Police responded to the parking lot on the evening of May 31 for a 911 call, said Police Chief Frank Morrill on Monday.
It was a warm night and about eight teens were hanging out in the parking lot drinking soda pop, Morrill said.
When police, Rindge Fire and Rescue, and Jaffrey-Rindge Ambulance arrived they found two teen girls had been injured in a single-vehicle accident.
Justin Haase, 16, of Jaffrey had been driving a 1995 Saturn slowly around the parking lot with friends sitting on his hood, Morrill said.
“Mr. Haase thought it would be funny to drive the car around the parking lot while kids were sitting on the hood,” Morrill said.
Just as the car started to move two teen boys jumped off the hood, but the 14-year-old and a 15-year-old Jaffrey girl remained on the hood as Haase drove slowly. However, the first corner Haase navigated in the parking lot caused the girls to fly off the hood despite his slow speed.
“It was the turn,” Morrill said. “The two girls were ejected, both sustained injury.”
The Jaffrey girl was examined at the scene and waived medical attention. She left with her parents who took her to seek medical care.
The Rindge girl, though, had a head injury. She was taken by ambulance and initially was being taken to Monadnock Community Hospital in Peterborough when her condition worsened.
The decision was made to life-flight her by medical helicopter from the Cathedral of the Pines to UMass Medical Center in Worcester, Mass.
She was released from the hospital a few days later and returned home, Morrill said.
“She sustained seven stiches to the head, a minor skull fracture, a concussion and a severely sprained neck and is expected to make a full recovery at this point,” he said.
Morrill said he is not releasing the names of either victim while the incident is under investigation.
It is likely Haase would be charged with a motor vehicle violation of either reckless operation or negligent driving, Morrill said.
It is unlikely stiffer criminal charges would be pressed, he said. “These are just kids that just made a bad decision,” he said, but added, “It was serious bodily injury so it could potentially be a felony offense. … Although it was poor judgment and a bad decision, the manner in which the vehicle was being operated I don’t know if that rises to the level of a felony offense.”
Hopefully the event is something young people in the area can learn from, he said. “I want everybody to be aware that there are consequences.”

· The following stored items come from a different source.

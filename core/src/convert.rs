use std::fs;
use std::io::BufWriter;
use std::path::{Path, PathBuf};

use image::GenericImageView;

use crate::codec::{Decoder, Encoder};
use crate::error::ConvertError;
use crate::output::OutputFile;

/// Outcome of one successful file conversion.
#[derive(Debug, Clone)]
pub struct Conversion {
    pub input: PathBuf,
    pub output: PathBuf,
    pub width: u32,
    pub height: u32,
    pub original_size: u64,
    pub converted_size: u64,
}

/// Convert the file at `input`, writing to the file produced by `open_output`.
///
/// The input is read and decoded before `open_output` is called, so a missing
/// or corrupt input never leaves an empty output behind. Both files are closed
/// on every return path. If encoding fails the partially written output stays
/// on disk; removing it is up to the caller.
pub fn convert_file<F>(
    input: &Path,
    open_output: F,
    decoder: &dyn Decoder,
    encoder: &dyn Encoder,
) -> Result<Conversion, ConvertError>
where
    F: FnOnce() -> Result<OutputFile, ConvertError>,
{
    let data = fs::read(input).map_err(|e| ConvertError::ReadFile {
        path: input.to_path_buf(),
        source: e,
    })?;
    let original_size = data.len() as u64;

    let img = decoder.decode(&mut data.as_slice())?;
    drop(data);
    let (width, height) = img.dimensions();

    log::debug!(
        "Converting {}: {}x{} pixels {} to {}",
        input.display(),
        width,
        height,
        decoder.format().as_str(),
        encoder.format().as_str()
    );

    let OutputFile { path: output, file } = open_output()?;
    let write_err = |e| ConvertError::WriteFile {
        path: output.clone(),
        source: e,
    };

    let mut writer = BufWriter::new(file);
    encoder.encode(&mut writer, &img).map_err(|e| match e {
        ConvertError::Io(source) => write_err(source),
        other => other,
    })?;
    let file = writer.into_inner().map_err(|e| write_err(e.into_error()))?;
    let converted_size = file.metadata().map_err(write_err)?.len();

    Ok(Conversion {
        input: input.to_path_buf(),
        output,
        width,
        height,
        original_size,
        converted_size,
    })
}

Potentially everyone who was hanging out in the school parking lot could be charged with trespassing.
“It’s not entirely clear yet what the school wants to do about that,” Morrill said.
He is waiting to hear from school officials and whether the officials want to deal with the matter internally.
School policy prohibits people from loitering on school grounds after dark unless there is an event with adult supervision, he said. “It may be an opportunity to educate the rest of the community that this policy exists.”